How much longer average age will climb


Average vehicle age has been on a sharp rise in recent years and it will continue to for several more, an industry observer predicted.

At AAPEX 2023, Todd Campau, aftermarket practice leader at S&P Global Mobility, talked about the factors driving vehicle age upwards. His group reported this year that the average age of a vehicle in the United States is 12.5 years. That’s the highest it’s ever been.

No updates have been made for Canada since 2020. At that time, AIA Canada reported average age at 9.7 years. Industry experts believe that number is around 10.5 years today. That, too, would be a record high for this country.

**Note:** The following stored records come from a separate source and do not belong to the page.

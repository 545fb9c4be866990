//! Error types for command execution and provisioning steps

use std::io;
use std::path::PathBuf;

use thiserror::Error;

/// Failure to execute an external command
#[derive(Debug, Error)]
pub enum ExecError {
    /// The executable could not be located on the host
    #[error("command '{program}' not found, is it installed and in PATH?")]
    ExecutorNotFound { program: String },

    /// Non-zero exit while failure was not allowed
    #[error("'{program}' failed with exit code {exit_code}: {}", stderr.trim())]
    CommandFailed {
        program: String,
        exit_code: i32,
        stdout: String,
        stderr: String,
    },

    /// The child was terminated by a signal (operator interrupt)
    #[error("'{program}' was interrupted by signal {signal}")]
    Interrupted { program: String, signal: i32 },

    /// Spawning or talking to the child failed
    #[error("failed to run '{program}': {source}")]
    Io {
        program: String,
        #[source]
        source: io::Error,
    },
}

/// Failure of a provisioning step
#[derive(Debug, Error)]
pub enum ProvisionError {
    #[error(transparent)]
    Exec(#[from] ExecError),

    /// Upload mode was given a binary path that does not exist
    #[error("source binary not found: {}", .0.display())]
    SourceNotFound(PathBuf),

    #[error("I/O error on {}: {source}", path.display())]
    Io {
        path: PathBuf,
        #[source]
        source: io::Error,
    },

    #[error("failed to render service unit: {0}")]
    Render(#[from] tera::Error),

    /// A step ran before the steps it depends on completed
    #[error("step '{step}' requires '{missing}' to have completed")]
    PreconditionUnmet {
        step: &'static str,
        missing: &'static str,
    },
}

impl ProvisionError {
    pub(crate) fn io(path: impl Into<PathBuf>, source: io::Error) -> Self {
        Self::Io {
            path: path.into(),
            source,
        }
    }

    /// Whether this error must end the run even for a soft step.
    ///
    /// A missing host tool or an operator interrupt is never a tolerable state.
    pub fn is_always_fatal(&self) -> bool {
        matches!(
            self,
            Self::Exec(ExecError::ExecutorNotFound { .. } | ExecError::Interrupted { .. })
        )
    }
}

“We’ve continued to set records,” Camapu said during his presentation, Trends Impacting the North American Aftermarket. “I think the real note in average age is the rate at which it’s been climbing. Average age typically does stay pretty consistent or climbs very slightly. The past few years, it’s been climbing pretty rapidly and it’s continuing to look like it’s going to climb pretty rapidly for a couple more years.”

New vehicle sales are climbing, but slowly. So that influx of new vehicles to bring down average age hasn’t been coming at the typical pace it used to be before the pandemic. Supply chain issues and high interest rates will continue to suppress new vehicle sales for the next little while.

“I think we’ll see the average age continue to climb probably through 2025,” Campau predicted. “And then it’ll probably begin to settle down into a more normal growth rate again.”

This is a positive sign for the auto care industry, he pointed out. It indicates the industry will be healthy going forward.

“All good news for the aftermarket when it comes to the vehicle fleet. It’s growing, it’s aging, people are keeping their vehicles on the road for a longer period of time,” he said. “All that means more repairs coming to our bays, more tires that need to be replaced more brake jobs, more oil changes and everything. So good news, in general for the aftermarket.”